◆ **What you are asked to do**: Among the entries below, find all lines that include "CompactionCore" and copy them.

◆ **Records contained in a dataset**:
**********

//! Table compaction: trivial moves and the merging rewrite.
//!
//! The merge walks a single sorted iterator over the union of the input
//! tables and rewrites the survivors into bounded output tables at the next
//! level. Two rules drop records: an older version of a user key whose
//! newer version is already visible below every live snapshot, and a
//! deletion tombstone below every live snapshot for a user key no deeper
//! level contains. Output boundaries are cut on grandparent overlap and on
//! size; at every cut the merge snapshots its bookkeeping so a retry
//! resumes at the boundary instead of rewriting finished outputs.

use std::{cmp::Ordering, sync::Arc};

use tracing::instrument;

use crate::{
    compaction::{
        stats::StatsStaging,
        transact::{Progress, RecCommitStep, TransactStep},
        CompactionCore, Exiting,
    },
    error::Error,
    key::{parse_ikey, KeyKind, MAX_SEQ},
    observability::log_info,
    session::{Compaction, SessionRecord},
    table::TableWriter,
};

/// Whether the session wants a table compaction to run right now.
pub(crate) fn table_need_compaction(core: &CompactionCore) -> bool {
    core.session.version().need_compaction()
}

/// Run the compaction the session picks, if any.
pub(crate) async fn table_auto_compaction(core: &Arc<CompactionCore>) -> Result<(), Exiting> {
    if let Some(c) = core.session.pick_compaction() {
        table_compaction(core, c, false).await?;
    }
    Ok(())
}

/// Compact every table intersecting `[umin, umax]`. With `level` set, only
/// that level is considered; otherwise every level from 0 up to the deepest
/// one overlapping the range is compacted in turn. Range compactions never
/// degrade to a trivial move.
pub(crate) async fn table_range_compaction(
    core: &Arc<CompactionCore>,
    level: Option<usize>,
    umin: &[u8],
    umax: &[u8],
) -> Result<(), Exiting> {
    log_info!(
        component = "compaction",
        event = "range_compaction_started",
        level = ?level,
    );

    match level {
        Some(level) => {
            if let Some(c) = core.session.compaction_range(level, umin, umax) {
                table_compaction(core, c, true).await?;
            }
        }
        None => {
            let version = core.session.version();
            let icmp = core.session.icmp();
            let mut deepest = 1;
            for level in 1..core.session.options().num_levels {
                if version
                    .tables(level)
                    .iter()
                    .any(|t| t.overlaps_ukey(icmp, umin, umax))
                {
                    deepest = level;
                }
            }
            drop(version);

            for level in 0..deepest {
                if let Some(c) = core.session.compaction_range(level, umin, umax) {
                    table_compaction(core, c, true).await?;
                }
            }
        }
    }
    Ok(())
}

/// Run one compaction to completion: either a trivial file move, or a full
/// merge followed by the record commit.
#[instrument(
    name = "compaction::table",
    skip_all,
    fields(component = "compaction", level = c.level())
)]
pub(crate) async fn table_compaction(
    core: &Arc<CompactionCore>,
    c: Box<dyn Compaction>,
    no_trivial: bool,
) -> Result<(), Exiting> {
    let level = c.level();
    let mut rec = SessionRecord::default();
    rec.add_comp_ptr(level, c.imax().clone());

    if !no_trivial && c.is_trivial() {
        let t = c.inputs(0)[0].clone();
        log_info!(
            component = "compaction",
            event = "table_move",
            level,
            file_num = t.num,
            to_level = level + 1,
        );
        rec.del_table(level, t.num);
        rec.add_table(level + 1, t);
        let mut commit = RecCommitStep::new(core, &rec, None);
        core.transact("table@move", &mut commit).await?;
        return Ok(());
    }

    let mut stats = [StatsStaging::default(), StatsStaging::default()];
    for (side, staging) in stats.iter_mut().enumerate() {
        for t in c.inputs(side) {
            staging.read += t.size;
            rec.del_table(level + side, t.num);
        }
    }
    let source_size = stats[0].read + stats[1].read;

    // Captured once: the rules below must judge obsolescence against the
    // same snapshot horizon for the whole merge, retries included.
    let min_seq = core.db.min_seq();

    log_info!(
        component = "compaction",
        event = "table_compaction_started",
        level,
        source_tables = c.inputs(0).len(),
        parent_tables = c.inputs(1).len(),
        bytes = source_size,
        min_seq,
    );

    let strict = core.session.options().strict_compaction;
    let table_size = core.session.options().compaction_table_size(level + 1);

    let mut build = TableBuildStep {
        core,
        c,
        rec,
        stats,
        min_seq,
        strict,
        table_size,
        snap: MergeSnapshot::default(),
        kerr_cnt: 0,
        drop_cnt: 0,
    };
    core.transact("table@build", &mut build).await?;

    let TableBuildStep {
        rec,
        mut stats,
        kerr_cnt,
        drop_cnt,
        ..
    } = build;

    let mut commit = RecCommitStep::new(core, &rec, Some(&mut stats[1]));
    core.transact("table@commit", &mut commit).await?;

    log_info!(
        component = "compaction",
        event = "table_compaction_committed",
        level,
        added = rec.added_tables.len(),
        deleted = rec.deleted_tables.len(),
        bytes_in = source_size,
        bytes_out = stats[1].write,
        key_errors = kerr_cnt,
        dropped = drop_cnt,
        duration_ms = stats[1].duration.as_millis() as u64,
    );

    for staging in &stats {
        core.stats.add(level + 1, staging);
    }
    Ok(())
}

/// Bookkeeping captured at the last output-table boundary. A retry restores
/// it and skips the iterator forward to `iter_pos`, so outputs finished by
/// a previous attempt keep their exact contents.
#[derive(Debug, Default)]
struct MergeSnapshot {
    has_last_ukey: bool,
    last_ukey: Vec<u8>,
    last_seq: u64,
    iter_pos: usize,
    kerr_cnt: u64,
    drop_cnt: u64,
}

/// The merge transact.
struct TableBuildStep<'a> {
    core: &'a Arc<CompactionCore>,
    c: Box<dyn Compaction>,
    rec: SessionRecord,
    stats: [StatsStaging; 2],
    min_seq: u64,
    strict: bool,
    table_size: usize,
    snap: MergeSnapshot,
    kerr_cnt: u64,
    drop_cnt: u64,
}

impl TransactStep for TableBuildStep<'_> {
    async fn exec(&mut self, progress: &mut Progress) -> Result<(), Error> {
        self.stats[1].start_timer();
        let result = self.build(progress).await;
        self.stats[1].stop_timer();
        result
    }

    async fn rollback(&mut self) -> Result<(), Error> {
        for (_, meta) in &self.rec.added_tables {
            log_info!(
                component = "compaction",
                event = "table_build_rollback",
                file_num = meta.num,
            );
            self.core.tops.remove(meta.num)?;
        }
        Ok(())
    }

    fn has_rollback(&self) -> bool {
        true
    }
}

impl TableBuildStep<'_> {
    async fn build(&mut self, progress: &mut Progress) -> Result<(), Error> {
        // Reinstate the bookkeeping of the last safe boundary. The user key
        // may legitimately be empty, hence the explicit flag.
        let mut has_last_ukey = self.snap.has_last_ukey;
        let mut last_ukey = self.snap.last_ukey.clone();
        let mut last_seq = self.snap.last_seq;
        self.kerr_cnt = self.snap.kerr_cnt;
        self.drop_cnt = self.snap.drop_cnt;
        let mut snap_sched = self.snap.iter_pos == 0;

        let mut tw: Option<Box<dyn TableWriter>> = None;
        let mut iter = self.c.iter();
        let mut pos = 0usize;
        loop {
            let Some(entry) = iter.next() else { break };
            let (ikey, value) = entry?;
            progress.incr();

            // Skip forward to where the previous attempt left off.
            let idx = pos;
            pos += 1;
            if idx < self.snap.iter_pos {
                continue;
            }

            let parsed = parse_ikey(&ikey);

            // Cut the output before a key that would drag in too much of
            // the grandparent level. The predicate is stateful, so it is
            // consulted for every well-formed key even with no open output.
            if parsed.is_ok() && self.c.should_stop_before(&ikey) {
                if let Some(w) = tw.take() {
                    self.finish_output(w)?;
                    snap_sched = true;
                }
            }

            if snap_sched {
                self.snap.has_last_ukey = has_last_ukey;
                self.snap.last_ukey.clear();
                self.snap.last_ukey.extend_from_slice(&last_ukey);
                self.snap.last_seq = last_seq;
                self.snap.iter_pos = idx;
                self.snap.kerr_cnt = self.kerr_cnt;
                self.snap.drop_cnt = self.drop_cnt;
                snap_sched = false;
            }

            match parsed {
                Ok(pk) => {
                    let icmp = self.core.session.icmp();
                    if !has_last_ukey || icmp.ucompare(&last_ukey, pk.ukey) != Ordering::Equal {
                        // First occurrence of this user key.
                        has_last_ukey = true;
                        last_ukey.clear();
                        last_ukey.extend_from_slice(pk.ukey);
                        last_seq = MAX_SEQ;
                    }

                    if last_seq <= self.min_seq {
                        // A newer version of this user key was already
                        // emitted below every live snapshot.
                        last_seq = pk.seq;
                        self.drop_cnt += 1;
                        continue;
                    }
                    if pk.kind == KeyKind::Deletion
                        && pk.seq <= self.min_seq
                        && self.c.base_level_for_key(&last_ukey)
                    {
                        // No deeper level holds this user key, and any older
                        // version among the inputs sorts later and falls to
                        // the newer-version rule above. The tombstone is
                        // obsolete.
                        last_seq = pk.seq;
                        self.drop_cnt += 1;
                        continue;
                    }
                    last_seq = pk.seq;
                }
                Err(kerr) => {
                    if self.strict {
                        return Err(kerr);
                    }
                    // Keep the corrupted key verbatim and restart the
                    // suppression bookkeeping at the next well-formed key.
                    has_last_ukey = false;
                    last_ukey.clear();
                    last_seq = MAX_SEQ;
                    self.kerr_cnt += 1;
                }
            }

            if tw.is_none() {
                self.yield_point().await?;
                tw = Some(self.core.tops.create()?);
            }
            if let Some(w) = tw.as_mut() {
                w.append(&ikey, &value)?;
            }
            if tw
                .as_ref()
                .is_some_and(|w| w.bytes_len() >= self.table_size)
            {
                if let Some(w) = tw.take() {
                    self.finish_output(w)?;
                    snap_sched = true;
                }
            }
        }

        // Finish the final partial output; an empty writer is abandoned.
        if let Some(w) = tw.take() {
            if !w.is_empty() {
                self.finish_output(w)?;
            }
        }
        Ok(())
    }

    fn finish_output(&mut self, mut w: Box<dyn TableWriter>) -> Result<(), Error> {
        let entries = w.entries_len();
        let meta = w.finish()?;
        let to_level = self.c.level() + 1;
        log_info!(
            component = "compaction",
            event = "table_output_created",
            level = to_level,
            file_num = meta.num,
            entries,
            bytes = meta.size,
        );
        self.stats[1].write += meta.size;
        self.rec.add_table(to_level, meta);
        Ok(())
    }

    /// A new output is about to open: honor a pending pause request and
    /// bail out promptly on shutdown.
    async fn yield_point(&self) -> Result<(), Error> {
        if let Ok(resume) = self.core.chans.tcomp_pause_rx.try_recv() {
            self.core.pause(resume).await.map_err(|_| Error::Closed)?;
        }
        if self.core.is_closed() {
            return Err(Error::Closed);
        }
        Ok(())
    }
}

**********

◆ **Completed exercise**:
        CompactionCore, Exiting,
pub(crate) fn table_need_compaction(core: &CompactionCore) -> bool {
pub(crate) async fn table_auto_compaction(core: &Arc<CompactionCore>) -> Result<(), Exiting> {
    core: &Arc<CompactionCore>,
    core: &Arc<CompactionCore>,
    core: &'a Arc<CompactionCore>,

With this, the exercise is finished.